Michael Dukakis, notes George Bush with disdain, is "a card-carrying member of the ACLU." And what is wrong with that? Campaigning in Texas, Bush explained that the American Civil Liberties Union is "pretty far out in left field" and does not reflect "Texas values." Campaigning in Kentucky, he declared that the ACLU "is not exactly in the mainstream of Kentucky politics" because it is composed of "liberals" who get criminals off on technicalities.

I wonder if Bush would apply this analysis to the ACLU's latest cause: Oliver North. The organization has filed a brief arguing that criminal charges against North and his Iran-contra colleagues should be dropped. Reason: North's Fifth Amendment right against self-incrimination was hopelessly compromised when he was forced to testify against his will in congressional hearings a year ago. Bush has been eager to wrap himself in North's popularity, when convenient. Is this one of the loopholes, and is Ollie one of the criminals, Bush is referring to?

In order to prevent North, John Poindexter and Albert Hakim from pleading the Fifth Amendment and refusing to testify at last year's hearings, Congress gave them what is called "use immunity." That means nothing they said could be used in any future prosecution. The alternative is called "transactional immunity," meaning that you can't be prosecuted at all for any crime you testify about.

Use immunity in federal prosecutions is authorized by the Omnibus Crime Control and Safe Streets Act of 1968. That act, a conservative response to the turmoil of the 1960s, was supposed to correct a grab bag of exactly the sort of liberal excesses Bush complains of. Use immunity was intended as a way to get a criminal's testimony against his colleagues without having to let him go free.

Iran-contra special prosecutor Lawrence Walsh and his staff went to enormous lengths to ensure that their prosecution does not use any "immunized" testimony. They put "under seal" all the evidence they had accumulated before North et al. testified, to prove it's not tainted. They kept detailed records of how they acquired each new piece of evidence. During the testimony itself, they stopped reading the newspapers and watching TV.

North's lawyers and the ACLU argue that in a case so widely publicized that it has become "part of American folklore" such steps are insufficient. Despite their best efforts, prosecutors can't possibly have avoided exposure to what North and the others said, and can't possibly prove that this didn't affect any decision they made. Nor can they prove that witnesses and jurors weren't affected.

Walsh argues that what prosecutors, witnesses and jurors may incidentally have learned is irrelevant. What matters is what they use. In all criminal cases, witnesses are sworn to testify only from personal knowledge, and this one's no different. As for jurors (although Walsh didn't put it this way), there's never a shortage in America of people amazingly ignorant of the most important public affairs.

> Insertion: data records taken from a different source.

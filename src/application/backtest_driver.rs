//! Single-strategy bar loop: warm-up, signal generation, SL/TP exit
//! resolution, commission and slippage, and end-of-data force-close.

use crate::application::signal_generator::SignalGenerator;
use crate::domain::backtest::metrics::{track_drawdown, BacktestResult};
use crate::domain::backtest::trade::{BacktestTrade, ExitReason};
use crate::domain::errors::BacktestError;
use crate::domain::market::candle::{Candle, CandleTable};
use crate::domain::signal::SignalKind;
use crate::domain::strategy::Strategy;
use tracing::info;
use uuid::Uuid;

#[derive(Debug, Clone, Copy)]
pub struct Backtester {
    pub min_bars: usize,
    pub commission_pct: f64,
    pub slippage_pct: f64,
}

impl Default for Backtester {
    fn default() -> Self {
        Self { min_bars: 50, commission_pct: 0.0, slippage_pct: 0.0 }
    }
}

struct OpenTrade {
    trade_id: String,
    kind: SignalKind,
    entry_time: i64,
    entry_price: f64,
    entry_bar: usize,
    stop_loss: f64,
    take_profit: f64,
    position_size: f64,
    risk_amount: f64,
}

impl Backtester {
    pub fn run(&self, strategy: &Strategy, candles: &CandleTable, starting_balance: f64) -> Result<BacktestResult, BacktestError> {
        if !strategy.enabled {
            return Err(BacktestError::StrategyDisabled { strategy_name: strategy.name.clone() });
        }
        candles.require_min_bars(self.min_bars)?;

        let mut generator = SignalGenerator::default();
        generator.add_strategy(strategy.clone());

        let bars = candles.as_slice();
        let mut balance = starting_balance;
        let mut peak_balance = starting_balance;
        let mut open_trade: Option<OpenTrade> = None;
        let mut trades: Vec<BacktestTrade> = Vec::new();
        let mut drawdown_curve = Vec::new();

        for i in self.min_bars..bars.len() {
            let bar = &bars[i];

            if let Some(trade) = open_trade.take() {
                match self.resolve_exit(&trade, bar) {
                    Some((exit_price, reason)) => {
                        let closed = self.close_trade(&strategy.name, &trade, i, bar.timestamp_ms, exit_price, reason);
                        balance += closed.pnl;
                        trades.push(closed);
                    }
                    None => open_trade = Some(trade),
                }
            }

            if open_trade.is_none() {
                let signals = generator.generate(bars, i, balance);
                if let Some(signal) = signals.into_iter().next() {
                    let entry_price = apply_entry_slippage(signal.entry_price, signal.kind, self.slippage_pct);
                    open_trade = Some(OpenTrade {
                        trade_id: Uuid::new_v4().to_string(),
                        kind: signal.kind,
                        entry_time: bar.timestamp_ms,
                        entry_price,
                        entry_bar: i,
                        stop_loss: signal.stop_loss,
                        take_profit: signal.take_profit,
                        position_size: signal.position_size,
                        risk_amount: signal.risk_amount,
                    });
                }
            }

            track_drawdown(&mut drawdown_curve, i, balance, &mut peak_balance);
        }

        if let Some(trade) = open_trade.take() {
            let last = bars.last().expect("require_min_bars already guarantees at least one bar");
            let closed = self.close_trade(&strategy.name, &trade, bars.len() - 1, last.timestamp_ms, last.close, ExitReason::EndOfData);
            balance += closed.pnl;
            trades.push(closed);
            track_drawdown(&mut drawdown_curve, bars.len() - 1, balance, &mut peak_balance);
        }

        info!(strategy = %strategy.name, trades = trades.len(), "backtest run finished");

        Ok(BacktestResult {
            strategy_name: strategy.name.clone(),
            starting_balance,
            ending_balance: balance,
            trades,
            drawdown_curve,
        })
    }

    /// SL-first rule: when both sides are touched on the same bar, the
    /// conservative stop-loss exit wins.
    fn resolve_exit(&self, trade: &OpenTrade, bar: &Candle) -> Option<(f64, ExitReason)> {
        match trade.kind {
            SignalKind::Long => {
                let hit_sl = bar.low <= trade.stop_loss;
                let hit_tp = bar.high >= trade.take_profit;
                if hit_sl {
                    Some((trade.stop_loss, ExitReason::StopLoss))
                } else if hit_tp {
                    Some((trade.take_profit, ExitReason::TakeProfit))
                } else {
                    None
                }
            }
            SignalKind::Short => {
                let hit_sl = bar.high >= trade.stop_loss;
                let hit_tp = bar.low <= trade.take_profit;
                if hit_sl {
                    Some((trade.stop_loss, ExitReason::StopLoss))
                } else if hit_tp {
                    Some((trade.take_profit, ExitReason::TakeProfit))
                } else {
                    None
                }
            }
        }
    }

    fn close_trade(
        &self,
        strategy_name: &str,
        trade: &OpenTrade,
        exit_bar: usize,
        exit_time: i64,
        exit_price: f64,
        reason: ExitReason,
    ) -> BacktestTrade {
        let raw_pnl = match trade.kind {
            SignalKind::Long => (exit_price - trade.entry_price) * trade.position_size,
            SignalKind::Short => (trade.entry_price - exit_price) * trade.position_size,
        };
        let commission = self.commission_pct / 100.0 * raw_pnl.abs();
        let pnl = raw_pnl - commission;
        let pnl_percent = if trade.entry_price * trade.position_size != 0.0 {
            pnl / (trade.entry_price * trade.position_size) * 100.0
        } else {
            0.0
        };
        let risk_denominator = trade.risk_amount * trade.position_size;
        let r_multiple = if risk_denominator != 0.0 { pnl / risk_denominator } else { 0.0 };

        BacktestTrade {
            trade_id: trade.trade_id.clone(),
            strategy_name: strategy_name.to_string(),
            kind: trade.kind,
            entry_time: trade.entry_time,
            entry_price: trade.entry_price,
            entry_bar: trade.entry_bar,
            exit_time: Some(exit_time),
            exit_price: Some(exit_price),
            exit_bar: Some(exit_bar),
            exit_reason: Some(reason),
            stop_loss: trade.stop_loss,
            take_profit: trade.take_profit,
            position_size: trade.position_size,
            risk_amount: trade.risk_amount,
            pnl,
            pnl_percent,
            r_multiple,
        }
    }
}

fn apply_entry_slippage(close: f64, kind: SignalKind, slippage_pct: f64) -> f64 {
    match kind {
        SignalKind::Long => close * (1.0 + slippage_pct / 100.0),
        SignalKind::Short => close * (1.0 - slippage_pct / 100.0),
    }
}
//! # Runtime configuration.
//!
//! Provides [`Config`] for the coordinator and the process-wide grace period.
//!
//! The grace period is the only value an episode depends on. It is read
//! **once**, at the moment the first interrupt is processed; later writes do not
//! affect an episode already in flight.
//!
//! ## Grace sources
//! - [`Grace::Global`] → the process-wide cell written by [`configure`] (default 10s)
//! - [`Grace::Shared`] → a caller-owned [`GraceCell`], useful for embedding and tests
//! - [`Grace::Fixed`] → a constant
//!
//! A zero grace period disables graceful waiting: the deadline is already due
//! when the tasks are launched.

use std::sync::Arc;
use std::sync::atomic::{AtomicU64, Ordering};
use std::time::Duration;

/// Default grace period applied when [`configure`] is never called.
pub const DEFAULT_GRACE: Duration = Duration::from_secs(10);

static GLOBAL_GRACE: GraceCell = GraceCell::new(DEFAULT_GRACE);

/// Sets the process-wide grace period.
///
/// Call at startup, before the first interrupt is observed. A write racing
/// with the first interrupt may or may not be seen by that episode.
pub fn configure(timeout: Duration) {
    GLOBAL_GRACE.set(timeout);
}

/// Atomic duration cell (nanosecond resolution, saturating at `u64::MAX` ns).
#[derive(Debug)]
pub struct GraceCell {
    nanos: AtomicU64,
}

impl GraceCell {
    /// Creates a cell holding `d`.
    pub const fn new(d: Duration) -> Self {
        Self {
            nanos: AtomicU64::new(to_nanos(d)),
        }
    }

    /// Returns the process-wide cell used by [`Grace::Global`].
    pub fn global() -> &'static GraceCell {
        &GLOBAL_GRACE
    }

    /// Overwrites the stored duration.
    pub fn set(&self, d: Duration) {
        self.nanos.store(to_nanos(d), Ordering::SeqCst);
    }

    /// Reads the stored duration.
    pub fn get(&self) -> Duration {
        Duration::from_nanos(self.nanos.load(Ordering::SeqCst))
    }
}

const fn to_nanos(d: Duration) -> u64 {
    let n = d.as_nanos();
    if n > u64::MAX as u128 {
        u64::MAX
    } else {
        n as u64
    }
}

/// Where an episode reads its grace period from.
#[derive(Clone, Debug, Default)]
pub enum Grace {
    /// The process-wide cell written by [`configure`].
    #[default]
    Global,
    /// A caller-owned cell.
    Shared(Arc<GraceCell>),
    /// A constant value.
    Fixed(Duration),
}

impl Grace {
    /// Returns the grace period in effect right now.
    pub fn current(&self) -> Duration {
        match self {
            Grace::Global => GraceCell::global().get(),
            Grace::Shared(cell) => cell.get(),
            Grace::Fixed(d) => *d,
        }
    }
}

/// Configuration for the coordinator.
///
/// ## Field semantics
/// - `grace`: source of the grace period, read once per episode
/// - `event_capacity`: ring buffer size of the event channel (min 1)
#[derive(Clone, Debug)]
pub struct Config {
    /// Source of the maximum time tasks get before the process is terminated.
    pub grace: Grace,

    /// Capacity of the event channel behind `Coordinator::subscribe`.
    ///
    /// Slow receivers that lag behind more than `event_capacity` messages will
    /// receive `Lagged` and skip older items.
    pub event_capacity: usize,
}

impl Config {
    /// Convenience constructor with a fixed grace period.
    pub fn with_grace(grace: Duration) -> Self {
        Self {
            grace: Grace::Fixed(grace),
            ..Self::default()
        }
    }

    /// Returns the event capacity clamped to a minimum of 1.
    #[inline]
    pub fn event_capacity_clamped(&self) -> usize {
        self.event_capacity.max(1)
    }
}

impl Default for Config {
    /// Default configuration:
    ///
    /// - `grace = Grace::Global` (10s unless [`configure`]d)
    /// - `event_capacity = 1024`
    fn default() -> Self {
        Self {
            grace: Grace::Global,
            event_capacity: 1024,
        }
    }
}

#[cfg(test)]
mod tests {
    use super::*;

    #[test]
    fn test_cell_set_get() {
        let cell = GraceCell::new(Duration::from_millis(50));
        assert_eq!(cell.get(), Duration::from_millis(50));
        cell.set(Duration::ZERO);
        assert_eq!(cell.get(), Duration::ZERO);
    }

    #[test]
    fn test_cell_saturates_huge_durations() {
        let cell = GraceCell::new(Duration::MAX);
        assert_eq!(cell.get(), Duration::from_nanos(u64::MAX));
    }

    #[test]
    fn test_shared_grace_tracks_cell() {
        let cell = Arc::new(GraceCell::new(Duration::from_secs(1)));
        let grace = Grace::Shared(cell.clone());
        cell.set(Duration::from_millis(7));
        assert_eq!(grace.current(), Duration::from_millis(7));
    }

    #[test]
    fn test_defaults() {
        let cfg = Config::default();
        assert!(matches!(cfg.grace, Grace::Global));
        assert_eq!(cfg.event_capacity, 1024);

        let cfg = Config {
            event_capacity: 0,
            ..Config::with_grace(Duration::from_secs(2))
        };
        assert_eq!(cfg.event_capacity_clamped(), 1);
        assert_eq!(cfg.grace.current(), Duration::from_secs(2));
    }
}
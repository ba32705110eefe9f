use std::sync::Arc;

use super::{
    config::Config,
    coordinator::Coordinator,
    terminate::{ProcessExit, Terminate},
};
use crate::events::Emitter;

/// Builder for constructing a [`Coordinator`] with injected collaborators.
pub struct CoordinatorBuilder {
    cfg: Config,
    terminator: Arc<dyn Terminate>,
}

impl CoordinatorBuilder {
    /// Creates a new builder with the given configuration.
    ///
    /// Defaults to [`ProcessExit`] as termination action.
    pub fn new(cfg: Config) -> Self {
        Self {
            cfg,
            terminator: Arc::new(ProcessExit),
        }
    }

    /// Replaces the termination action invoked on abnormal outcomes.
    pub fn with_terminator(mut self, terminator: Arc<dyn Terminate>) -> Self {
        self.terminator = terminator;
        self
    }

    /// Builds the coordinator. Does not need a runtime; `listen` does.
    pub fn build(self) -> Coordinator {
        let events = Emitter::new(self.cfg.event_capacity_clamped());
        Coordinator::new_internal(self.cfg, events, self.terminator)
    }
}
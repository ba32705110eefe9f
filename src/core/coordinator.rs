//! # Coordinator: waits for an interrupt and drives one shutdown episode.
//!
//! ```text
//! listen(interrupts, tasks)  ── returns ListenHandle immediately
//!   └─► detached routine
//!         ├─ Idle:    interrupts.next()        (None → routine ends, no episode)
//!         ├─ Running: Episode::begin(grace.current()).run(tasks, &mut interrupts)
//!         └─ Terminal:
//!               ├─ Success           → return (host decides how to exit)
//!               └─ abnormal outcome  → Terminate::terminate(4 | 3 | 2)
//! ```
//!
//! The second-interrupt check reuses the subscription that delivered the first
//! interrupt.
//!
//! ## Caveat
//! Each `listen` call installs its own routine and, for [`Coordinator::listen_os`],
//! its own signal subscription. Nothing prevents two routines from running two
//! episodes for the same signal; call `listen` once per process.

use std::sync::Arc;

use tokio::{sync::broadcast, task::JoinHandle};
use tracing::debug;

use super::{
    builder::CoordinatorBuilder,
    config::Config,
    episode::Episode,
    interrupts::{Interrupts, OsInterrupts},
    outcome::Outcome,
    terminate::Terminate,
};
use crate::{
    error::RuntimeError,
    events::{Emitter, Event},
    tasks::TaskRef,
};

/// Graceful shutdown coordinator.
///
/// ## Example
/// ```no_run
/// use std::time::Duration;
/// use tokio_util::sync::CancellationToken;
/// use gracevisor::{Config, Coordinator, TaskError, TaskFn, TaskRef};
///
/// #[tokio::main]
/// async fn main() -> Result<(), Box<dyn std::error::Error>> {
///     let coordinator = Coordinator::builder(Config::with_grace(Duration::from_secs(5))).build();
///
///     let flush: TaskRef = TaskFn::arc("flush", |_ctx: CancellationToken| async move {
///         // flush buffers...
///         Ok::<(), TaskError>(())
///     });
///
///     let handle = coordinator.listen_os(vec![flush])?;
///     // ... serve until interrupted ...
///     handle.wait().await;
///     Ok(())
/// }
/// ```
pub struct Coordinator {
    cfg: Config,
    events: Emitter,
    terminator: Arc<dyn Terminate>,
}

impl Coordinator {
    /// Returns a builder for a coordinator with the given configuration.
    pub fn builder(cfg: Config) -> CoordinatorBuilder {
        CoordinatorBuilder::new(cfg)
    }

    pub(super) fn new_internal(
        cfg: Config,
        events: Emitter,
        terminator: Arc<dyn Terminate>,
    ) -> Self {
        Self {
            cfg,
            events,
            terminator,
        }
    }

    /// Creates a receiver for runtime events published after this call.
    pub fn subscribe(&self) -> broadcast::Receiver<Event> {
        self.events.receiver()
    }

    /// Registers `tasks` and waits for interrupts from `interrupts` on a
    /// detached routine. Returns immediately.
    ///
    /// # Panics
    /// Panics when called outside a tokio runtime. [`listen_os`](Self::listen_os)
    /// reports that case as [`RuntimeError::NoRuntime`] instead.
    pub fn listen<I: Interrupts>(&self, mut interrupts: I, tasks: Vec<TaskRef>) -> ListenHandle {
        let grace = self.cfg.grace.clone();
        let events = self.events.clone();
        let terminator = Arc::clone(&self.terminator);

        let inner = tokio::spawn(async move {
            if interrupts.next().await.is_none() {
                debug!("interrupt source closed before the first interrupt");
                return None;
            }

            let episode = Episode::begin(grace.current(), events);
            let outcome = episode.run(tasks, &mut interrupts).await;
            if let Some(status) = outcome.exit_code() {
                terminator.terminate(status);
            }
            Some(outcome)
        });
        ListenHandle { inner }
    }

    /// Like [`listen`](Self::listen), subscribing to OS interrupts first.
    ///
    /// Fails with [`RuntimeError::NoRuntime`] outside a tokio runtime and with
    /// [`RuntimeError::SignalRegistration`] when the OS refuses the handlers.
    pub fn listen_os(&self, tasks: Vec<TaskRef>) -> Result<ListenHandle, RuntimeError> {
        tokio::runtime::Handle::try_current()?;
        let interrupts = OsInterrupts::new()?;
        Ok(self.listen(interrupts, tasks))
    }
}

/// Handle to a listening routine.
///
/// Dropping it detaches the routine; it keeps listening.
#[derive(Debug)]
pub struct ListenHandle {
    inner: JoinHandle<Option<Outcome>>,
}

impl ListenHandle {
    /// Waits for the routine to end.
    ///
    /// Returns the episode outcome, or `None` if the interrupt source closed
    /// before any interrupt arrived. With the default [`ProcessExit`](crate::ProcessExit)
    /// action, abnormal outcomes end the process before this returns.
    pub async fn wait(self) -> Option<Outcome> {
        match self.inner.await {
            Ok(outcome) => outcome,
            Err(e) if e.is_panic() => std::panic::resume_unwind(e.into_panic()),
            Err(_) => None,
        }
    }

    /// True once the routine has ended.
    pub fn is_finished(&self) -> bool {
        self.inner.is_finished()
    }
}
//! # Interrupt notification sources.
//!
//! The coordinator consumes interrupts through the [`Interrupts`] trait: the
//! first notification starts an episode, a second one escalates it. The same
//! subscription is used for both, so a notification delivered while tasks are
//! starting is not lost.
//!
//! ## Sources
//! - [`OsInterrupts`]: OS signal delivery.
//!   **Unix:** `SIGINT` (Ctrl-C in terminal) and `SIGTERM` (systemd/Kubernetes stop).
//!   **Other platforms:** Ctrl-C.
//! - [`ChannelInterrupts`]: in-process channel, fed by an [`InterruptSender`].
//!   Useful for tests and for hosts that translate their own stop requests.
//!
//! ## Escalation
//! On Unix both signals count as interrupts and are not told apart. A
//! supervisor's `SIGTERM` starts the episode, and a Ctrl-C (or a repeated
//! `SIGTERM`) arriving before it resolves ends it as
//! [`Outcome::SecondInterrupt`](crate::Outcome::SecondInterrupt), exit status 3.

use async_trait::async_trait;
use tokio::sync::mpsc;

/// A stream of interrupt notifications.
#[async_trait]
pub trait Interrupts: Send + 'static {
    /// Waits for the next interrupt.
    ///
    /// Returns `None` once the source is closed and no more interrupts can arrive.
    async fn next(&mut self) -> Option<()>;
}

/// OS interrupt subscription.
///
/// Signal handlers are registered on construction; notifications arriving
/// between two calls to [`Interrupts::next`] are buffered by the signal driver.
#[derive(Debug)]
pub struct OsInterrupts {
    #[cfg(unix)]
    sigint: tokio::signal::unix::Signal,
    #[cfg(unix)]
    sigterm: tokio::signal::unix::Signal,
    #[cfg(not(unix))]
    ctrl_c: tokio::signal::windows::CtrlC,
}

impl OsInterrupts {
    /// Registers the signal handlers.
    ///
    /// Must be called from within a tokio runtime.
    #[cfg(unix)]
    pub fn new() -> std::io::Result<Self> {
        use tokio::signal::unix::{SignalKind, signal};

        Ok(Self {
            sigint: signal(SignalKind::interrupt())?,
            sigterm: signal(SignalKind::terminate())?,
        })
    }

    /// Registers the Ctrl-C handler.
    ///
    /// Must be called from within a tokio runtime.
    #[cfg(not(unix))]
    pub fn new() -> std::io::Result<Self> {
        Ok(Self {
            ctrl_c: tokio::signal::windows::ctrl_c()?,
        })
    }
}

#[async_trait]
impl Interrupts for OsInterrupts {
    #[cfg(unix)]
    async fn next(&mut self) -> Option<()> {
        tokio::select! {
            v = self.sigint.recv() => v,
            v = self.sigterm.recv() => v,
        }
    }

    #[cfg(not(unix))]
    async fn next(&mut self) -> Option<()> {
        self.ctrl_c.recv().await
    }
}

/// Creates a connected in-process interrupt source.
///
/// The channel is unbounded: every [`InterruptSender::interrupt`] call is
/// delivered, in order.
pub fn channel() -> (InterruptSender, ChannelInterrupts) {
    let (tx, rx) = mpsc::unbounded_channel();
    (InterruptSender { tx }, ChannelInterrupts { rx })
}

/// Sending half of [`channel`]. Cheap to clone.
#[derive(Clone, Debug)]
pub struct InterruptSender {
    tx: mpsc::UnboundedSender<()>,
}

impl InterruptSender {
    /// Delivers one interrupt. Returns `false` if the receiving side is gone.
    pub fn interrupt(&self) -> bool {
        self.tx.send(()).is_ok()
    }
}

/// Receiving half of [`channel`].
///
/// Closes once every [`InterruptSender`] is dropped and buffered interrupts are drained.
#[derive(Debug)]
pub struct ChannelInterrupts {
    rx: mpsc::UnboundedReceiver<()>,
}

#[async_trait]
impl Interrupts for ChannelInterrupts {
    async fn next(&mut self) -> Option<()> {
        self.rx.recv().await
    }
}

District Judge Gerhard Gesell ruled for Walsh, though he said the question could be reviewed again after any conviction. For myself, I'm glad I'm not a judge because I just can't decide. It's certainly clear that whatever tiny advantage the prosecutors may have gained from the testimony is far outweighed by the disadvantage of all the knots they tied themselves into while trying to avoid being influenced.

But the point for Ollie North fans like George Bush to keep in mind is that this dispute is over presumably accurate and presumably incriminating information. That's what the Fifth Amendment protects. An American criminal trial is less a venue of truth-seeking than it is an elaborate game in which the truth is only one consideration.

And the game is never more elaborate than when in the hands of someone like North's lawyer, Brendan Sullivan. The Fifth Amendment question alone has already generated a foot of documents. And this is only one of many promising avenues of delay and obfuscation defense lawyers are pursuing. Sullivan's mentor, Edward Bennett Williams, once remarked puckishly that the right to a speedy trial is the least-exercised right in the Constitution.

No other country in the world would give Oliver North so many opportunities to "get off on technicalities" that have nothing to do with whether he broke the law. If the North prosecution is thrown out on Fifth Amendment grounds, people like me will find it terribly frustrating that the Constitution should rescue someone who clearly holds its values in contempt. But we will also recognize that it is one of the glories of America that it allows such things to happen. And we'll recognize that the American Civil Liberties Union is helping to protect that glory. Even if we think that in this case or some other the ACLU goes too far, we're glad to have it around because we know that zealots keep the rest of us honest.

George Bush, by contrast, would like us to believe that there is something un-Texan, un-Kentuckyan -- you know what he's trying to say -- downright un-American about the zealous, even excessive, concern for individual rights.